YOUR ASSIGNMENT:
Each line containing the string "insertion" should be copied out of the entries.
#### SOURCE RECORDS ####
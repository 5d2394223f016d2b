//! Build-time path: records → chunks → embeddings → index.
//!
//! Records are processed in fixed-size batches that run strictly one after
//! another. Batching only bounds peak memory; the final index holds the same
//! entries in the same order whatever the batch size.
//!
//! # Example
//!
//! ```rust,ignore
//! use complaint_rag::{IngestionPipeline, RecursiveChunker, FlatIndex};
//!
//! let pipeline = IngestionPipeline::builder()
//!     .chunker(Arc::new(RecursiveChunker::new(500, 50)?))
//!     .embedder(embedder)
//!     .index(index.clone())
//!     .batch_size(1000)
//!     .build()?;
//!
//! let report = pipeline.run(&records).await?;
//! ```

use std::sync::Arc;

use serde::{Deserialize, Serialize};
use tracing::{error, info, warn};

use crate::chunking::Chunker;
use crate::cleaning::clean_text;
use crate::config::RagConfig;
use crate::document::{Chunk, Record};
use crate::embedding::Embedder;
use crate::error::{RagError, Result};
use crate::vectorindex::VectorIndex;

/// Records per batch when none is configured.
pub const DEFAULT_INGEST_BATCH_SIZE: usize = 1000;

/// Counts describing one ingestion run.
#[derive(Debug, Clone, Copy, Default, PartialEq, Eq, Serialize, Deserialize)]
pub struct IngestReport {
    /// Records that produced at least one chunk.
    pub records: usize,
    /// Records skipped for a missing, blank, or fully cleaned-away narrative.
    pub skipped: usize,
    /// Chunks appended to the index.
    pub chunks: usize,
    /// Batches processed.
    pub batches: usize,
}

/// Drives a [`Chunker`], an [`Embedder`] and a [`VectorIndex`] over records.
///
/// Construct one via [`IngestionPipeline::builder()`].
pub struct IngestionPipeline {
    chunker: Arc<dyn Chunker>,
    embedder: Embedder,
    index: Arc<dyn VectorIndex>,
    batch_size: usize,
    clean: bool,
}

impl IngestionPipeline {
    /// Create a new [`IngestionPipelineBuilder`].
    pub fn builder() -> IngestionPipelineBuilder {
        IngestionPipelineBuilder::default()
    }

    /// Return a reference to the target index.
    pub fn index(&self) -> &Arc<dyn VectorIndex> {
        &self.index
    }

    /// Records per batch.
    pub fn batch_size(&self) -> usize {
        self.batch_size
    }

    /// Toggle [`clean_text`] on narratives before chunking.
    pub fn with_cleaning(mut self, clean: bool) -> Self {
        self.clean = clean;
        self
    }

    /// Ingest `records` batch by batch.
    ///
    /// Records whose narrative is missing or blank (or empty after cleaning)
    /// are logged and skipped. Each batch is chunked, embedded in one
    /// [`Embedder::embed`] call, and appended with a single
    /// [`VectorIndex::add`], so the index never holds half a batch.
    ///
    /// # Errors
    ///
    /// Returns [`RagError::PipelineError`] on the first batch whose embedding
    /// or insertion fails. Batches before it stay in the index.
    pub async fn run(&self, records: &[Record]) -> Result<IngestReport> {
        let mut report = IngestReport::default();

        for (batch, batch_records) in records.chunks(self.batch_size).enumerate() {
            let mut chunks = Vec::new();
            let mut ingested = 0;
            for record in batch_records {
                let produced = self.chunk(record);
                if produced.is_empty() {
                    warn!(complaint_id = %record.id, "skipping record without narrative text");
                    report.skipped += 1;
                    continue;
                }
                ingested += 1;
                chunks.extend(produced);
            }

            let chunk_count = chunks.len();
            if !chunks.is_empty() {
                self.store(batch, chunks).await?;
            }

            report.records += ingested;
            report.chunks += chunk_count;
            report.batches += 1;
            info!(batch, records = ingested, chunks = chunk_count, "ingested batch");
        }

        info!(
            records = report.records,
            skipped = report.skipped,
            chunks = report.chunks,
            batches = report.batches,
            "ingestion complete"
        );
        Ok(report)
    }

    fn chunk(&self, record: &Record) -> Vec<Chunk> {
        if !self.clean {
            return self.chunker.chunk_record(record);
        }
        match record.narrative_text() {
            Some(text) => self.chunker.split(&clean_text(text), &record.to_metadata()),
            None => Vec::new(),
        }
    }

    async fn store(&self, batch: usize, chunks: Vec<Chunk>) -> Result<()> {
        let texts: Vec<&str> = chunks.iter().map(|c| c.text.as_str()).collect();

        let vectors = self.embedder.embed(&texts).await.map_err(|e| {
            error!(batch, error = %e, "embedding failed during ingestion");
            RagError::PipelineError(format!("embedding failed for batch {batch}: {e}"))
        })?;

        self.index.add(vectors, chunks).await.map_err(|e| {
            error!(batch, error = %e, "index insertion failed during ingestion");
            RagError::PipelineError(format!("index insertion failed for batch {batch}: {e}"))
        })
    }
}

impl std::fmt::Debug for IngestionPipeline {
    fn fmt(&self, f: &mut std::fmt::Formatter<'_>) -> std::fmt::Result {
        f.debug_struct("IngestionPipeline")
            .field("embedder", &self.embedder)
            .field("batch_size", &self.batch_size)
            .field("clean", &self.clean)
            .finish()
    }
}

/// Builder for constructing an [`IngestionPipeline`].
///
/// `chunker`, `embedder` and `index` are required; `batch_size` defaults to
/// [`DEFAULT_INGEST_BATCH_SIZE`] and cleaning is off.
#[derive(Default)]
pub struct IngestionPipelineBuilder {
    chunker: Option<Arc<dyn Chunker>>,
    embedder: Option<Embedder>,
    index: Option<Arc<dyn VectorIndex>>,
    batch_size: Option<usize>,
    clean: bool,
}

impl IngestionPipelineBuilder {
    /// Take the batch size from a [`RagConfig`].
    pub fn config(mut self, config: &RagConfig) -> Self {
        self.batch_size = Some(config.ingest_batch_size);
        self
    }

    /// Set the chunker.
    pub fn chunker(mut self, chunker: Arc<dyn Chunker>) -> Self {
        self.chunker = Some(chunker);
        self
    }

    /// Set the embedder.
    pub fn embedder(mut self, embedder: Embedder) -> Self {
        self.embedder = Some(embedder);
        self
    }

    /// Set the target index.
    pub fn index(mut self, index: Arc<dyn VectorIndex>) -> Self {
        self.index = Some(index);
        self
    }

    /// Set the number of records per batch.
    pub fn batch_size(mut self, size: usize) -> Self {
        self.batch_size = Some(size);
        self
    }

    /// Apply [`clean_text`] to narratives before chunking.
    pub fn cleaning(mut self, clean: bool) -> Self {
        self.clean = clean;
        self
    }

    /// Build the [`IngestionPipeline`].
    ///
    /// # Errors
    ///
    /// Returns [`RagError::ConfigError`] if a required component is missing,
    /// the batch size is zero, or the embedder and index disagree on vector
    /// dimension.
    pub fn build(self) -> Result<IngestionPipeline> {
        let chunker =
            self.chunker.ok_or_else(|| RagError::ConfigError("chunker is required".to_string()))?;
        let embedder =
            self.embedder.ok_or_else(|| RagError::ConfigError("embedder is required".to_string()))?;
        let index =
            self.index.ok_or_else(|| RagError::ConfigError("index is required".to_string()))?;

        let batch_size = self.batch_size.unwrap_or(DEFAULT_INGEST_BATCH_SIZE);
        if batch_size == 0 {
            return Err(RagError::ConfigError("ingest batch_size must be greater than zero".into()));
        }
        if embedder.dimensions() != index.dimensions() {
            return Err(RagError::ConfigError(format!(
                "embedder produces {}-dimensional vectors but the index stores {}",
                embedder.dimensions(),
                index.dimensions()
            )));
        }

        Ok(IngestionPipeline { chunker, embedder, index, batch_size, clean: self.clean })
    }
}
####
FINISHED TASK:
    /// or insertion fails. Batches before it stay in the index.
            error!(batch, error = %e, "index insertion failed during ingestion");
            RagError::PipelineError(format!("index insertion failed for batch {batch}: {e}"))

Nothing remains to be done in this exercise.